When this directive is encountered, the assembler creates a new segment of data. You may freely place whatever data you desire in any segment. The .seg must be followed by a unique identifier so that no two segments collide.

.assume { <reg> ":" <ident> }

.assume is used by the assembler to choose a proper base-register when addressing. The statement is followed by a list of registers and segments that the registers point to - thus all idents in the directive must be segments.

	.seg data
	be: db 200
	.seg code
	.assume bp:data
	cell: dw 10
	move be, r10   # due to assume, this is assembled as "move.b bp:[@be], r10"
	move cell, r11 # since cell is in current segment, a relative indexing 
	               # is used "move.b ip:[@cell-$], r11"
	.end

Labels

Labels are used both for jump destinations and for defining storage for the program, therefore the syntax is quite flexible to allow these two purposes

label ::= <ident> "=" <E0 resolvable> | 
          <ident> ":" [ <stor_spec> [ "*" <E2 resolvable> | <num_list> ] | <inst> ]
storagespec ::= "db" | "dw"
num_list	 ::= ( <E0> | <string> ) { "," ( <E0> <string> ) }

If a label is followed by a storagespec, the identifier will be marked as a memory-location rather than a label and may then be used in move-statements.
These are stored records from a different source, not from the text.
impl Baseline {
    pub fn new() -> Self {
        let message_type = DataType {
            id_: "message".into(),
            aggregates: Labels::new(),
            validity: "eternal".into(),
            categories: ["dpia:confidential", "dpia:personal"].into(),
        };
        let account_id_type = DataType {
            id_: "AccountId".into(),
            aggregates: [":AccountId"].into(),
            validity: "eternal".into(),
            categories: ["dpia:personal"].into(),
        };
        let account_type = DataType {
            id_: "Account".into(),
            aggregates: [":AccountId"].into(),
            validity: "eternal".into(),
            categories: ["dpia:confidential", "dpia:personal"].into(),
        };

        let user = ExternalEntity {
            id_: "dpia:User".into(),
            consumes: data_refs([":message"]),
            produces: data_refs([":message"]),
            location: ["Portugal"].into(),
            environment: Labels::new(),
            categories: ["dpia:human"].into(),
            age: Some(">16".into()),
            produces_public_information: false,
            safeguards: Labels::new(),
            options: Labels::new(),
        };
        let external_system = user.with_overrides(
            ExternalEntityOverrides::default()
                .categories(["dpia:external system"])
                .age(None::<String>),
        );

        let send_message = Process {
            id_: "send message".into(),
            consumes: data_refs([":message"]),
            produces: data_refs([":message"]),
            location: ["Portugal"].into(),
            environment: Labels::new(),
            purposes: ["dpia:message routing"].into(),
            certification: Labels::new(),
            safeguards: Labels::new(),
        };

        let message_db = DataStore {
            id_: "message db".into(),
            data_stored: vec![DataStored {
                type_: DataRef::data(":message"),
                storage_period: "eternal".into(),
                create: ":C store message".into(),
                read: ":R store message".into(),
                update: ":U store message".into(),
                delete: ":D store message".into(),
            }],
            location: ["Portugal"].into(),
            environment: Labels::new(),
            certification: Labels::new(),
            safeguards: Labels::new(),
        };

        let message_flow = DataFlow {
            id_: "C message".into(),
            from_: "dpia:User".into(),
            to: ":send message".into(),
            data: data_refs([":message"]),
            encryption: "signal".into(),
            periodicity: "1m".into(),
            amount_of_data_per_period: 1,
            certification: Labels::new(),
            safeguards: Labels::new(),
        };
        let store_flow = message_flow.with_overrides(
            DataFlowOverrides::default()
                .id_("C store message")
                .from_(":send message")
                .to(":message db"),
        );

        let mut data_flows = crud_flows(&message_flow, "message");
        data_flows.extend(crud_flows(&store_flow, "store message"));

        let dfd = Dfd {
            data_types: vec![message_type.clone(), account_id_type.clone(), account_type.clone()],
            external_entities: vec![user.clone(), external_system.clone()],
            processes: vec![send_message.clone()],
            data_stores: vec![message_db.clone()],
            data_flows,
        };

        let message_datum = PersonalDatum {
            id_: "dfd:message".into(),
            kind: ":personal".into(),
            required_by_law: Labels::new(),
            necessary_to_enter_contract: Labels::new(),
            destinataries: [":User"].into(),
            retention_period: "2d".into(),
            abides_by_code_of_conduct: false,
            purposes: [":message routing"].into(),
            transfers_to_third_parties: Labels::new(),
        };
        let account_id_datum = message_datum.with_overrides(
            PersonalDatumOverrides::default()
                .id_("dfd:AccountId")
                .purposes(Labels::new()),
        );
        let account_datum =
            account_id_datum.with_overrides(PersonalDatumOverrides::default().id_("dfd:Account"));

        let risk = Risk {
            id_: "Risk 1".into(),
            impact: 0,
            likelyhood: 1,
            accepted_mitigations: Labels::new(),
        };

        let routing = Purpose {
            id_: ":message routing".into(),
            adequate: true,
            relevant: true,
            limited: true,
        };

        let processing = Processing {
            id_: "dfd:send message".into(),
            automated_decisions: true,
            explicit: true,
            fair: true,
            is_official_authority: false,
            large_scale_processing: false,
            lawful: true,
            legal_impact_for_the_user: true,
            legally_mandated: false,
            legitimate: true,
            legitimate_interest: [":User"].into(),
            professional_secrecy: false,
            public_interest: false,
            purposes: vec![routing.clone()],
            required_for_contract: Labels::new(),
            requires_new_technologies: false,
            risk_to_rights_and_freedoms_of: [":User"].into(),
            risks: Labels::from(vec![format!(":{}", risk.id_)]),
            scores_users: true,
            specific: true,
            supervisory_authority_veredict: SupervisoryAuthorityVeredict {
                contact: [":Supervisor"].into(),
                allowed: true,
            },
            systematic_monitoring: true,
            transparent: true,
            vital_interest: Labels::new(),
        };

        let dpia = Dpia {
            last_update: ":last update".into(),
            responsible: [":Someone", ":Else"].into(),
            dpo: vec![
                Dpo {
                    name: ":The".into(),
                    contact: "the@email.com".into(),
                },
                Dpo {
                    name: ":Man".into(),
                    contact: "manemail.com".into(),
                },
            ],
            personal_data: vec![
                message_datum.clone(),
                account_id_datum.clone(),
                account_datum.clone(),
            ],
            risks: vec![risk.clone()],
            personal_data_processing_whitelist: [":message routing"].into(),
            personal_data_processing_that_requires_dpia: Labels::new(),
            processings: vec![processing.clone()],
        };

        Self {
            message_type,
            account_id_type,
            account_type,
            user,
            external_system,
            send_message,
            message_db,
            message_flow,
            store_flow,
            message_datum,
            account_id_datum,
            account_datum,
            risk,
            routing,
            processing,
            dfd,
            dpia,
        }
    }
}

impl Default for Baseline {
    fn default() -> Self {
        Self::new()
    }
}

/// Create, read, update and delete variants of `flow`, ids `"<op> <subject>"`.
fn crud_flows(flow: &DataFlow, subject: &str) -> Vec<DataFlow> {
    ["C", "R", "U", "D"]
        .iter()
        .map(|op| flow.with_overrides(DataFlowOverrides::default().id_(format!("{} {}", op, subject))))
        .collect()
}

fn prepend<T: Clone>(first: T, rest: &[T]) -> Vec<T> {
    std::iter::once(first).chain(rest.iter().cloned()).collect()
}

/// The baseline as-is.
pub fn compliant(b: &Baseline) -> Scenario {
    Scenario::new(
        "a",
        b.dfd.with_overrides(DfdOverrides::default()),
        b.dpia.with_overrides(DpiaOverrides::default()),
    )
}

/// Message data flagged as sensitive and stored client side.
pub fn asvs_browser(b: &Baseline) -> Scenario {
    let message_type = b.message_type.with_overrides(DataTypeOverrides::default().categories([
        "dpia:confidential",
        "dpia:personal",
        "dpia:authenticated only",
        "dpia:sensitive",
    ]));
    let browser_db = b
        .message_db
        .with_overrides(DataStoreOverrides::default().environment(["browser"]));

    let dfd = b.dfd.with_overrides(
        DfdOverrides::default()
            .data_types(vec![message_type, b.account_id_type.clone(), b.account_type.clone()])
            .data_stores(vec![browser_db]),
    );

    Scenario::new("asvs_browser", dfd, b.dpia.with_overrides(DpiaOverrides::default()))
}

/// DPIA inconsistent with the DFD: unknown destinataries, purposes, risks and
/// dates.
pub fn dpia_con(b: &Baseline) -> Scenario {
    let message_datum = b.message_datum.with_overrides(
        PersonalDatumOverrides::default()
            .destinataries(
                b.message_datum
                    .destinataries
                    .prepended([":dont exist", ":external system"]),
            )
            .retention_period("wrong"),
    );
    let new_type = DataType {
        id_: "new data type".into(),
        aggregates: Labels::new(),
        validity: "1m".into(),
        categories: ["dpia:personal"].into(),
    };
    let new_process = Process {
        id_: "new proc".into(),
        consumes: vec![],
        produces: vec![],
        location: Labels::new(),
        environment: Labels::new(),
        purposes: ["new purpose 1"].into(),
        certification: Labels::new(),
        safeguards: Labels::new(),
    };
    let processing = b
        .processing
        .with_overrides(ProcessingOverrides::default().risks(["new risk"]));

    let dfd = b.dfd.with_overrides(
        DfdOverrides::default()
            .data_types(prepend(new_type, &b.dfd.data_types))
            .processes(prepend(new_process, &b.dfd.processes)),
    );
    let dpia = b.dpia.with_overrides(
        DpiaOverrides::default()
            .personal_data(vec![
                message_datum,
                b.account_id_datum.clone(),
                b.account_datum.clone(),
            ])
            .personal_data_processing_whitelist(["new purpose 2"])
            .personal_data_processing_that_requires_dpia(["new purpose 3"])
            .processings(vec![processing])
            .last_update("wrong date"),
    );

    Scenario::new("dpia_con", dfd, dpia)
}
use tracing_subscriber::{layer::SubscriberExt, util::SubscriberInitExt, EnvFilter};

pub fn init_cli_logger(verbose: bool) {
    let filter = if verbose {
        EnvFilter::try_from_default_env()
            .unwrap_or_else(|_| EnvFilter::new("privacy_fixtures=debug,info"))
    } else {
        EnvFilter::try_from_default_env()
            .unwrap_or_else(|_| EnvFilter::new("privacy_fixtures=info"))
    };

    tracing_subscriber::registry()
        .with(filter)
        .with(
            tracing_subscriber::fmt::layer()
                .with_target(false)
                .with_thread_ids(false)
                .with_file(false)
                .with_line_number(false)
                .compact(),
        )
        .init();
}

pub fn init_json_logger(verbose: bool) {
    let default = if verbose {
        "privacy_fixtures=debug,info"
    } else {
        "privacy_fixtures=info"
    };
    let filter = EnvFilter::try_from_default_env().unwrap_or_else(|_| EnvFilter::new(default));

    tracing_subscriber::registry()
        .with(filter)
        .with(
            tracing_subscriber::fmt::layer()
                .with_target(false)
                .with_thread_ids(false)
                .with_file(false)
                .with_line_number(false)
                .json(), // one object per line, for CI log collectors
        )
        .init();
}
use crate::core::Storage;
use crate::utils::error::{FixtureError, Result};
use std::fs;
use std::path::{Path, PathBuf};

/// Writes fixture files under a root directory, one folder per scenario.
#[derive(Debug, Clone)]
pub struct LocalStorage {
    root: PathBuf,
}

impl LocalStorage {
    pub fn new(root: impl Into<PathBuf>) -> Self {
        Self { root: root.into() }
    }
}

fn write_failed(path: &Path, source: std::io::Error) -> FixtureError {
    FixtureError::WriteFailed {
        path: path.display().to_string(),
        source,
    }
}

impl Storage for LocalStorage {
    fn write_file(&self, path: &str, data: &[u8]) -> Result<()> {
        let full_path = self.root.join(path);

        if let Some(parent) = full_path.parent() {
            fs::create_dir_all(parent).map_err(|e| write_failed(parent, e))?;
        }

        fs::write(&full_path, data).map_err(|e| write_failed(&full_path, e))?;
        tracing::debug!("Wrote {} bytes to {}", data.len(), full_path.display());
        Ok(())
    }
}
If the storagespec is followed by a "*", the allocation is repeated the number of times supplied afterwards. If the line contains more, a list of values are expected and parsed. For each value it parses, the counter is increased by the size of the first element.
If the label is not followed by a storagespec, the identifier is marked as a label and the rest of the line is parsed as an instruction.
The offset of a variable (the address assigned) is obtained by prefixing the variable with @, so if you want to move the address of eg. myVar (who's offset is 0x02998) into a register, you may write "move @myVar, R10", which will be assembled the same way as "move 0x02998, R10".

Instructions

Parsing instructions is probably the most difficult task for the assembler - it requires a lot of work to handle these syntactic rules. All mne_? is processed in the scanner.

movemod    ::= "B" | "W"
mne_move   ::= "MOVE" [ "." <movemod> ]
mne_bitman ::= "BTT" | "BTR" | "BTS" | "BTC" | "SHL" |
               "SHR" | "SAR" | "ROL" | "RCL" | "ROR" | "RCR"
mne_jmp    ::= "CALL" | "JMP" | "JE" | "JNE" | "JC"	| "JNC" |
               "JS"   | "JNS" | "JA" | "JAE" | "JB"	| "JBE" |
               "JG"   | "JGE" | "JL"	| "JLE"
mne_2reg   ::= "ADD" | "SUB" | "AND" | "OR"	| "XOR" | "TEST"
mne_1reg	  ::= "CLR" | "SET" | "PUSH" | "POP" | "INC" | "DEC" | "NOT" | "NEG"
mne_0reg	  ::= "HALT" | "RET" | "IRET"

op0reg     ::= <mne_0reg>
op1reg     ::= <mne_1reg> <reg>
op2reg     ::= <mne_2reg> <reg> "," <reg>
opbitman   ::= <mne_bitman> <reg> "," <reg> | 
               <mne_bitman> <E0> "," <reg>
opjmp      ::= <mne_jmp> <reg> | <mne_jmp> <ident(type==label)>
moveoperand::= <const> | "@" <ident> | "(" E0 ")"  | "[" <reg> "]" | 
               "[" <E0> "]" | <ident> [ "[" <E0> "]" ] | <reg> | 
               <reg> ":" <moveoperand>
opmove     ::= <mne_move> <moveoperand> "," <moveoperand>
inst       ::= <opmove> | <opjmp> | <opbitman> | 
               <op2reg> | <op1reg> | <op0reg>

"move" instruction

While all other instructions are quite simple to parse, the move-instruction raises the most problems due to its higher grade of flexibility. Therefore we will take a look at the move-instruction, where we handle each of the different cases:

moveoperand::= <const> | "@" <ident> | "(" E0 ")"  | "[" <reg> "]" | 
               "[" <E0> "]" | <ident> [ "[" <E0> "]" ] | <reg> | 
               <reg> ":" <moveoperand>
opmove     ::= <mne_move> <moveoperand> "," <moveoperand>

<const>

Simple handled - a const may never occur on the rhs in the move.

"@" <ident>

Take the address of the identifier - only possible if the identifier is a label or memory reference.

"(" E0 ")"

Handled as a constant - may thus never occur on rhs of move.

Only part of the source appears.